Your task is to transcribe, without alteration, the lines from the top of the material below through the line bearing "accumulated so far and", inclusive.

● ● ● ● ● ● ●

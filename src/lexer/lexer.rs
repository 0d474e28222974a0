use std::rc::Rc;

use tracing::{debug, trace};

use crate::{
    errors::errors::{Error, ErrorImpl},
    Position, MK_TOKEN,
};

use super::{
    chars::is_blank,
    cursor::Cursor,
    state::{transition, State, Transition},
    tokens::{Token, TokenKind, RESERVED_LOOKUP},
};

/// Scan context for a single call to [`tokenize`].
///
/// Holds the automaton's current state, the lexeme accumulated so far and
/// the tokens emitted in source order. Nothing here outlives the scan.
///
/// The first failing step poisons the lexer: every later step returns the
/// same error and the token sink is no longer observable.
pub struct Lexer {
    tokens: Vec<Token>,
    lexeme: String,
    state: State,
    file: Rc<String>,
    failed: Option<Error>,
}

impl Lexer {
    pub fn new(file: Option<String>) -> Lexer {
        let file_name = if let Some(file) = file {
            Rc::new(file)
        } else {
            Rc::new(String::from("shell"))
        };

        Lexer {
            tokens: vec![],
            lexeme: String::new(),
            state: State::Start,
            file: file_name,
            failed: None,
        }
    }

    pub fn state(&self) -> State {
        self.state
    }

    pub fn lexeme(&self) -> &str {
        &self.lexeme
    }

    /// Tokens emitted so far; empty once the scan has failed.
    pub fn tokens(&self) -> &[Token] {
        if self.failed.is_some() {
            return &[];
        }
        &self.tokens
    }

    /// Feeds one character through the automaton.
    pub fn step(&mut self, c: char, row: u32, col: u32) -> Result<(), Error> {
        if let Some(error) = &self.failed {
            return Err(error.clone());
        }

        let next = transition(self.state, c);
        trace!(?c, row, col, state = %self.state, ?next, "step");

        match next {
            Transition::Shift(state) => {
                self.lexeme.push(c);
                self.state = state;
            }
            Transition::Skip => {}
            Transition::Finish(kind) => self.finish(c, kind),
            Transition::Fail => {
                let error = self.unexpected(c, row, col);
                self.failed = Some(error.clone());
                return Err(error);
            }
        }

        Ok(())
    }

    fn finish(&mut self, c: char, kind: TokenKind) {
        if !is_blank(c) {
            self.lexeme.push(c);
        }
        self.state = State::Accept(kind);

        let lexeme = std::mem::take(&mut self.lexeme);
        debug_assert!(
            kind != TokenKind::Keyword || RESERVED_LOOKUP.contains_key(lexeme.as_str()),
            "keyword state accepted {:?}",
            lexeme
        );

        let token = MK_TOKEN!(kind, lexeme);
        debug!(state = %self.state, %token, "emit");
        self.tokens.push(token);

        self.state = State::Start;
    }

    fn unexpected(&self, c: char, row: u32, col: u32) -> Error {
        debug!(?c, row, col, state = %self.state, lexeme = %self.lexeme, "unexpected character");

        Error::new(
            ErrorImpl::UnexpectedCharacter {
                character: c,
                state: self.state,
            },
            Position {
                row,
                col,
                file: Rc::clone(&self.file),
            },
        )
    }

    pub fn into_tokens(self) -> Result<Vec<Token>, Error> {
        match self.failed {
            Some(error) => Err(error),
            None => Ok(self.tokens),
        }
    }
}

pub fn tokenize(source: String, file: Option<String>) -> Result<Vec<Token>, Error> {
    let mut lex = Lexer::new(file);
    let mut cursor = Cursor::new(&source);

    for (c, row, col) in cursor.by_ref() {
        lex.step(c, row, col)?;
    }

    // The trailing newline from the cursor is blank, so every lexeme class
    // has either been closed or rejected by now.
    debug_assert_eq!(lex.state(), State::Start);

    debug!(
        tokens = lex.tokens().len(),
        rows = cursor.row().saturating_sub(1),
        file = %lex.file,
        "tokenized"
    );
    lex.into_tokens()
}
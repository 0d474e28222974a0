//! The finite automaton driving the scan.
//!
//! `transition` is a pure function of the current state and character; the
//! lexer owns everything mutable (the lexeme buffer, the token sink and the
//! current state) and only applies the `Transition` it is handed back.

use std::fmt::Display;

use super::{
    chars::{classify, is_alphanumeric, is_blank, CharClass},
    tokens::TokenKind,
};

#[derive(Debug, PartialEq, Eq, Clone, Copy, Hash)]
pub enum State {
    Start,

    // Prefixes of `read`
    R,
    Re,
    Rea,
    Read,

    // Prefixes of `write`
    W,
    Wr,
    Wri,
    Writ,
    Write,

    InIdentifierOrKeyword,
    InInteger,
    InDecimal,
    ExpectAssignEquals,

    /// Terminal state reached when a token of the given kind is emitted.
    Accept(TokenKind),
}

impl State {
    pub fn is_terminal(&self) -> bool {
        matches!(self, State::Accept(_))
    }

    /// True while the accumulated lexeme can only be closed by a blank.
    pub fn needs_blank_terminator(&self) -> bool {
        match self {
            State::R
            | State::Re
            | State::Rea
            | State::Read
            | State::W
            | State::Wr
            | State::Wri
            | State::Writ
            | State::Write
            | State::InIdentifierOrKeyword
            | State::InInteger
            | State::InDecimal => true,
            State::Start | State::ExpectAssignEquals | State::Accept(_) => false,
        }
    }
}

impl Display for State {
    fn fmt(&self, f: &mut std::fmt::Formatter<'_>) -> std::fmt::Result {
        match self {
            State::Accept(kind) => write!(f, "Accept({})", kind),
            _ => write!(f, "{:?}", self),
        }
    }
}

/// What the lexer should do with the current character.
#[derive(Debug, PartialEq, Eq, Clone, Copy)]
pub enum Transition {
    /// Append the character to the lexeme and move to the given state.
    Shift(State),
    /// Drop the character and stay in `Start`.
    Skip,
    /// Close the lexeme as a token of the given kind. The character is
    /// part of the lexeme unless it is blank.
    Finish(TokenKind),
    /// No transition exists for this character.
    Fail,
}

pub fn transition(state: State, c: char) -> Transition {
    match state {
        State::Start | State::Accept(_) => from_start(c),

        State::R => keyword_prefix(c, 'e', State::Re),
        State::Re => keyword_prefix(c, 'a', State::Rea),
        State::Rea => keyword_prefix(c, 'd', State::Read),
        State::W => keyword_prefix(c, 'r', State::Wr),
        State::Wr => keyword_prefix(c, 'i', State::Wri),
        State::Wri => keyword_prefix(c, 't', State::Writ),
        State::Writ => keyword_prefix(c, 'e', State::Write),

        State::Read | State::Write => word(c, TokenKind::Keyword),
        State::InIdentifierOrKeyword => word(c, TokenKind::Identifier),

        State::InInteger => match classify(c) {
            CharClass::Digit => Transition::Shift(State::InInteger),
            CharClass::Dot => Transition::Shift(State::InDecimal),
            CharClass::Blank => Transition::Finish(TokenKind::Number),
            _ => Transition::Fail,
        },

        State::InDecimal => match classify(c) {
            CharClass::Digit => Transition::Shift(State::InDecimal),
            CharClass::Blank => Transition::Finish(TokenKind::Number),
            _ => Transition::Fail,
        },

        State::ExpectAssignEquals => match classify(c) {
            CharClass::Equals => Transition::Finish(TokenKind::Assign),
            _ => Transition::Fail,
        },
    }
}

fn from_start(c: char) -> Transition {
    match c {
        'r' => Transition::Shift(State::R),
        'w' => Transition::Shift(State::W),
        '+' => Transition::Finish(TokenKind::Plus),
        '-' => Transition::Finish(TokenKind::Minus),
        '*' => Transition::Finish(TokenKind::Times),
        '/' => Transition::Finish(TokenKind::Div),
        '(' => Transition::Finish(TokenKind::LParen),
        ')' => Transition::Finish(TokenKind::RParen),
        _ => match classify(c) {
            CharClass::Letter => Transition::Shift(State::InIdentifierOrKeyword),
            CharClass::Digit => Transition::Shift(State::InInteger),
            CharClass::Dot => Transition::Shift(State::InDecimal),
            CharClass::Colon => Transition::Shift(State::ExpectAssignEquals),
            CharClass::Blank => Transition::Skip,
            CharClass::Equals | CharClass::Other => Transition::Fail,
        },
    }
}

/// Partway through a keyword: `expected` continues it, any other
/// alphanumeric turns it into a plain identifier.
///
/// A blank closes the prefix as an identifier for both keywords. The
/// original scanner rejected a blank after `r`, `re` and `rea`; this
/// departs from it deliberately so `read` and `write` prefixes agree.
fn keyword_prefix(c: char, expected: char, next: State) -> Transition {
    if c == expected {
        Transition::Shift(next)
    } else {
        word(c, TokenKind::Identifier)
    }
}

fn word(c: char, closes_as: TokenKind) -> Transition {
    if is_alphanumeric(c) {
        Transition::Shift(State::InIdentifierOrKeyword)
    } else if is_blank(c) {
        Transition::Finish(closes_as)
    } else {
        Transition::Fail
    }
}
use std::fmt;
use std::str::FromStr;

use chrono::{DateTime, Utc};
use serde::{Deserialize, Serialize};

/// Status of a sync run. `Succeeded` and `Failed` are terminal.
#[derive(Debug, Clone, Copy, Serialize, Deserialize, PartialEq, Eq)]
#[serde(rename_all = "lowercase")]
pub enum SyncStatus {
    Running,
    Succeeded,
    Failed,
}

impl SyncStatus {
    pub fn as_str(&self) -> &'static str {
        match self {
            SyncStatus::Running => "running",
            SyncStatus::Succeeded => "succeeded",
            SyncStatus::Failed => "failed",
        }
    }

    pub fn is_terminal(&self) -> bool {
        !matches!(self, SyncStatus::Running)
    }
}

/// Classification recorded on a failed run.
#[derive(Debug, Clone, Copy, Serialize, Deserialize, PartialEq, Eq)]
#[serde(rename_all = "snake_case")]
pub enum SyncErrorKind {
    Api,
    Db,
    LockLost,
    Canceled,
    Other,
}

impl SyncErrorKind {
    pub fn as_str(&self) -> &'static str {
        match self {
            SyncErrorKind::Api => "api",
            SyncErrorKind::Db => "db",
            SyncErrorKind::LockLost => "lock_lost",
            SyncErrorKind::Canceled => "canceled",
            SyncErrorKind::Other => "other",
        }
    }
}

impl fmt::Display for SyncErrorKind {
    fn fmt(&self, f: &mut fmt::Formatter<'_>) -> fmt::Result {
        f.write_str(self.as_str())
    }
}

/// Which class of connectors a pass targets.
#[derive(Debug, Clone, Copy, Serialize, Deserialize, PartialEq, Eq, PartialOrd, Ord, Hash, Default)]
#[serde(rename_all = "lowercase")]
pub enum RunMode {
    #[default]
    Full,
    Discovery,
}

impl RunMode {
    pub fn as_str(&self) -> &'static str {
        match self {
            RunMode::Full => "full",
            RunMode::Discovery => "discovery",
        }
    }

    /// Lock scope guarding this lane.
    pub fn lock_scope(&self) -> &'static str {
        match self {
            RunMode::Full => "sync:full",
            RunMode::Discovery => "sync:discovery",
        }
    }

    /// Store channel carrying manual resync requests for this lane.
    pub fn signal_channel(&self) -> &'static str {
        match self {
            RunMode::Full => "warden_resync_full",
            RunMode::Discovery => "warden_resync_discovery",
        }
    }
}

impl fmt::Display for RunMode {
    fn fmt(&self, f: &mut fmt::Formatter<'_>) -> fmt::Result {
        f.write_str(self.as_str())
    }
}

impl FromStr for RunMode {
    type Err = String;

    fn from_str(s: &str) -> std::result::Result<Self, Self::Err> {
        match s {
            "full" => Ok(RunMode::Full),
            "discovery" => Ok(RunMode::Discovery),
            other => Err(format!("unknown run mode: {other} (expected full or discovery)")),
        }
    }
}

/// A record of a single connector sync attempt.
#[derive(Debug, Clone, Serialize, Deserialize, PartialEq)]
#[serde(rename_all = "camelCase")]
pub struct SyncRun {
    pub id: String,
    pub source_kind: String,
    pub source_name: String,
    pub mode: RunMode,
    pub status: SyncStatus,
    pub started_at: DateTime<Utc>,
    #[serde(skip_serializing_if = "Option::is_none")]
    pub finished_at: Option<DateTime<Utc>>,
    #[serde(skip_serializing_if = "Option::is_none")]
    pub error_kind: Option<SyncErrorKind>,
    #[serde(skip_serializing_if = "Option::is_none")]
    pub error_message: Option<String>,
    #[serde(skip_serializing_if = "Option::is_none")]
    pub duration_ms: Option<i64>,
    pub rows_written: i64,
    pub rows_expired: i64,
}

/// The slice of a finished run the run policy looks at.
#[derive(Debug, Clone, Copy, PartialEq, Eq)]
pub struct FinishedRun {
    pub status: SyncStatus,
    pub finished_at: DateTime<Utc>,
}

impl FinishedRun {
    pub fn succeeded(finished_at: DateTime<Utc>) -> Self {
        Self {
            status: SyncStatus::Succeeded,
            finished_at,
        }
    }

    pub fn failed(finished_at: DateTime<Utc>) -> Self {
        Self {
            status: SyncStatus::Failed,
            finished_at,
        }
    }
}
// -- LockRepository --

#[async_trait]
impl LockRepository for SqliteRepository {
    async fn try_acquire_lock(
        &self,
        scope: &str,
        owner_id: &str,
        lease_id: &str,
        now: DateTime<Utc>,
        expires_at: DateTime<Utc>,
    ) -> Result<bool> {
        let now = datetime_to_str(&now);
        let result = sqlx::query(
            "INSERT INTO sync_locks (scope, owner_id, lease_id, lease_expires_at, heartbeat_at, acquired_at)
             VALUES (?1, ?2, ?3, ?4, ?5, ?6)
             ON CONFLICT(scope) DO UPDATE SET
                owner_id = excluded.owner_id,
                lease_id = excluded.lease_id,
                lease_expires_at = excluded.lease_expires_at,
                heartbeat_at = excluded.heartbeat_at,
                acquired_at = excluded.acquired_at
             WHERE sync_locks.lease_expires_at <= ?7",
        )
        .bind(scope)
        .bind(owner_id)
        .bind(lease_id)
        .bind(datetime_to_str(&expires_at))
        .bind(&now)
        .bind(&now)
        .bind(&now)
        .execute(&self.pool)
        .await?;
        Ok(result.rows_affected() > 0)
    }

    async fn renew_lock(
        &self,
        scope: &str,
        lease_id: &str,
        now: DateTime<Utc>,
        expires_at: DateTime<Utc>,
    ) -> Result<bool> {
        let result = sqlx::query(
            "UPDATE sync_locks SET lease_expires_at = ?1, heartbeat_at = ?2 WHERE scope = ?3 AND lease_id = ?4",
        )
        .bind(datetime_to_str(&expires_at))
        .bind(datetime_to_str(&now))
        .bind(scope)
        .bind(lease_id)
        .execute(&self.pool)
        .await?;
        Ok(result.rows_affected() > 0)
    }

    async fn release_lock(&self, scope: &str, lease_id: &str) -> Result<bool> {
        let result = sqlx::query("DELETE FROM sync_locks WHERE scope = ?1 AND lease_id = ?2")
            .bind(scope)
            .bind(lease_id)
            .execute(&self.pool)
            .await?;
        Ok(result.rows_affected() > 0)
    }

    async fn get_lock(&self, scope: &str) -> Result<Option<LockRecord>> {
        let row = sqlx::query(
            "SELECT scope, owner_id, lease_id, lease_expires_at, heartbeat_at, acquired_at FROM sync_locks WHERE scope = ?1",
        )
        .bind(scope)
        .fetch_optional(&self.pool)
        .await?;
        Ok(row.as_ref().map(row_to_lock))
    }

    async fn list_locks(&self) -> Result<Vec<LockRecord>> {
        let rows = sqlx::query(
            "SELECT scope, owner_id, lease_id, lease_expires_at, heartbeat_at, acquired_at FROM sync_locks ORDER BY scope",
        )
        .fetch_all(&self.pool)
        .await?;
        Ok(rows.iter().map(row_to_lock).collect())
    }
}

// -- SignalRepository --

#[async_trait]
impl SignalRepository for SqliteRepository {
    async fn publish_signal(&self, channel: &str) -> Result<i64> {
        let result = sqlx::query("INSERT INTO sync_signals (channel, created_at) VALUES (?1, ?2)")
            .bind(channel)
            .bind(datetime_to_str(&Utc::now()))
            .execute(&self.pool)
            .await?;
        Ok(result.last_insert_rowid())
    }

    async fn latest_signal_id(&self, channel: &str) -> Result<i64> {
        let row = sqlx::query("SELECT COALESCE(MAX(id), 0) AS latest FROM sync_signals WHERE channel = ?1")
            .bind(channel)
            .fetch_one(&self.pool)
            .await?;
        Ok(row.get::<i64, _>("latest"))
    }

    async fn signals_after(&self, channel: &str, after_id: i64) -> Result<Vec<i64>> {
        let rows = sqlx::query("SELECT id FROM sync_signals WHERE channel = ?1 AND id > ?2 ORDER BY id")
            .bind(channel)
            .bind(after_id)
            .fetch_all(&self.pool)
            .await?;
        Ok(rows.iter().map(|r| r.get::<i64, _>("id")).collect())
    }

    async fn prune_signals(&self, cutoff: DateTime<Utc>) -> Result<u64> {
        let result = sqlx::query("DELETE FROM sync_signals WHERE created_at < ?1")
            .bind(datetime_to_str(&cutoff))
            .execute(&self.pool)
            .await?;
        Ok(result.rows_affected())
    }
}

● ● ● ● ● ● ●

• Expected answer:
filename src/lexer/lexer.rs
repository 0d474e28222974a0
use std::rc::Rc;

use tracing::{debug, trace};

use crate::{
    errors::errors::{Error, ErrorImpl},
    Position, MK_TOKEN,
};

use super::{
    chars::is_blank,
    cursor::Cursor,
    state::{transition, State, Transition},
    tokens::{Token, TokenKind, RESERVED_LOOKUP},
};

/// Scan context for a single call to [`tokenize`].
///
/// Holds the automaton's current state, the lexeme accumulated so far and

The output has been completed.